_TASK:_ Sort through the data and copy the lines holding the word "warnings".

_DATA IN THIS EXERCISE:_
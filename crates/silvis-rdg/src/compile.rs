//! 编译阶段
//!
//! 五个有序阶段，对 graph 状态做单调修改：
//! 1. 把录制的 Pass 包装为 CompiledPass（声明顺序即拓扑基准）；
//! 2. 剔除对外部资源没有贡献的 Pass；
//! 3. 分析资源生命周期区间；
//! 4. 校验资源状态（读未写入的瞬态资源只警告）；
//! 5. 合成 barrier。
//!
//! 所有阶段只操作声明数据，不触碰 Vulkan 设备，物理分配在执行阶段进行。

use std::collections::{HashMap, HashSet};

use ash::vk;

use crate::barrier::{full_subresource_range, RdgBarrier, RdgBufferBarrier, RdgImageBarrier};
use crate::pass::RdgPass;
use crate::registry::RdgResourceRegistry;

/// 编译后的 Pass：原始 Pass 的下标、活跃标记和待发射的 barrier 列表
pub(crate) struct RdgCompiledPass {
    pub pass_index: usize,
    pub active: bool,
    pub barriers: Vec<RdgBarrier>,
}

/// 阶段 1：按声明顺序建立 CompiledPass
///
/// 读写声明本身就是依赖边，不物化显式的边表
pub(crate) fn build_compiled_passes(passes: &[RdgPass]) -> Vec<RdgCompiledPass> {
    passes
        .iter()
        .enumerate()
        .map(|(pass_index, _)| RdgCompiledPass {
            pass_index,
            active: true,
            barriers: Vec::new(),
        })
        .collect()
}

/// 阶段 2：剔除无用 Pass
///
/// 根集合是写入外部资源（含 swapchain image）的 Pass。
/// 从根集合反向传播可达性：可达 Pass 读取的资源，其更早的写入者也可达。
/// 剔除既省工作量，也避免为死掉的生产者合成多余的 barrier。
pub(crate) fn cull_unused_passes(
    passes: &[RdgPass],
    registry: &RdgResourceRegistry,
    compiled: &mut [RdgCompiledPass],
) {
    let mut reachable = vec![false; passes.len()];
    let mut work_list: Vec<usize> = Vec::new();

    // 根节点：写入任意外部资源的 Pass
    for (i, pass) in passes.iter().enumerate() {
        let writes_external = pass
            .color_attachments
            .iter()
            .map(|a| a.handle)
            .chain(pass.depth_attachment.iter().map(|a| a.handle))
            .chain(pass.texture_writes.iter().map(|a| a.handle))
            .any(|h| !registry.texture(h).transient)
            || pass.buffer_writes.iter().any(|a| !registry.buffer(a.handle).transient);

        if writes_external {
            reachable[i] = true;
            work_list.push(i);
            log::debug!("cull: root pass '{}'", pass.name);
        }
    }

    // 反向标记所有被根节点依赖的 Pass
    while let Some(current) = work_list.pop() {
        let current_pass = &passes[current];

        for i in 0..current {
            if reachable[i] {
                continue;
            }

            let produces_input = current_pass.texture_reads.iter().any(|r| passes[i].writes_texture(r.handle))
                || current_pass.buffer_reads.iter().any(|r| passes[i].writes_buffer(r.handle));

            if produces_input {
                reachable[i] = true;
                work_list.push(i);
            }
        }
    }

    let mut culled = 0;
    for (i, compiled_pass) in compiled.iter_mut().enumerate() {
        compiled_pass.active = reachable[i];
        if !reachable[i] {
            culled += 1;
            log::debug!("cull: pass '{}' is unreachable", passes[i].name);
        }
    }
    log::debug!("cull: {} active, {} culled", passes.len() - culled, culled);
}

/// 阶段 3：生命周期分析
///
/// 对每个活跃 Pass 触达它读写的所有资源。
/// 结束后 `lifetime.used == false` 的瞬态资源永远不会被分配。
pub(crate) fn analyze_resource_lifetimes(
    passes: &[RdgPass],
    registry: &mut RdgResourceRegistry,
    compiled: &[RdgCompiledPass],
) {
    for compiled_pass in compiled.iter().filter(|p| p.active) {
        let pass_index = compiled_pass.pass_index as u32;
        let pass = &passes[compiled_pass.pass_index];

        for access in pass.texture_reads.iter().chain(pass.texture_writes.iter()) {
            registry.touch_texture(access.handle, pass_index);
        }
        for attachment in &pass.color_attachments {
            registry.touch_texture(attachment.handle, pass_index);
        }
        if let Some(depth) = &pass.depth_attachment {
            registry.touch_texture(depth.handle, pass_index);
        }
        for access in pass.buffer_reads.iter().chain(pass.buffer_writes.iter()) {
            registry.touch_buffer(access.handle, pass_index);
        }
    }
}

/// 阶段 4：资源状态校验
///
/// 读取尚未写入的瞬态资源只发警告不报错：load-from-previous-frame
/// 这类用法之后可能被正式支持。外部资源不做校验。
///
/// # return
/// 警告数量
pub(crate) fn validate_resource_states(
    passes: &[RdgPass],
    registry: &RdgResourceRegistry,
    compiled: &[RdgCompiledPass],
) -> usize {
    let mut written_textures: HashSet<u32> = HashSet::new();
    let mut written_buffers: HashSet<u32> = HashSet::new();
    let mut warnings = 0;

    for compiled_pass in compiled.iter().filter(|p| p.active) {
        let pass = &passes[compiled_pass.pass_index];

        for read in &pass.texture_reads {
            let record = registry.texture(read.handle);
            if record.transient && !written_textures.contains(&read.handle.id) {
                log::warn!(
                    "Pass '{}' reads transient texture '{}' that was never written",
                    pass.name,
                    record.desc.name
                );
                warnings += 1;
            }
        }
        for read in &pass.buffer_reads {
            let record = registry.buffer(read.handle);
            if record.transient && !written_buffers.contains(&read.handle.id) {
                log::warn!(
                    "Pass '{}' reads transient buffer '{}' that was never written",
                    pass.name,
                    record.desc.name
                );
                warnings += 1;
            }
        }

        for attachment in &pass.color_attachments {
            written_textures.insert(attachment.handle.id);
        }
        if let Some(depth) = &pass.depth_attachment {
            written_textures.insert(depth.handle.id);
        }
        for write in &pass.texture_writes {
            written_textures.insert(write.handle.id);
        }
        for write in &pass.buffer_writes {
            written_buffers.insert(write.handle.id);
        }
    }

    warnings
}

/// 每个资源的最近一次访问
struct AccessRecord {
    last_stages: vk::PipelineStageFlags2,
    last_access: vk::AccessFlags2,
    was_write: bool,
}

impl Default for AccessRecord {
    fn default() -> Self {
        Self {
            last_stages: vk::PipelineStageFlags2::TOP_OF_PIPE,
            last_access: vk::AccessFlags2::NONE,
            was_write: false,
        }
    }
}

_ANSWER SPACE:_
    let mut warnings = 0;
                warnings += 1;
                warnings += 1;
    warnings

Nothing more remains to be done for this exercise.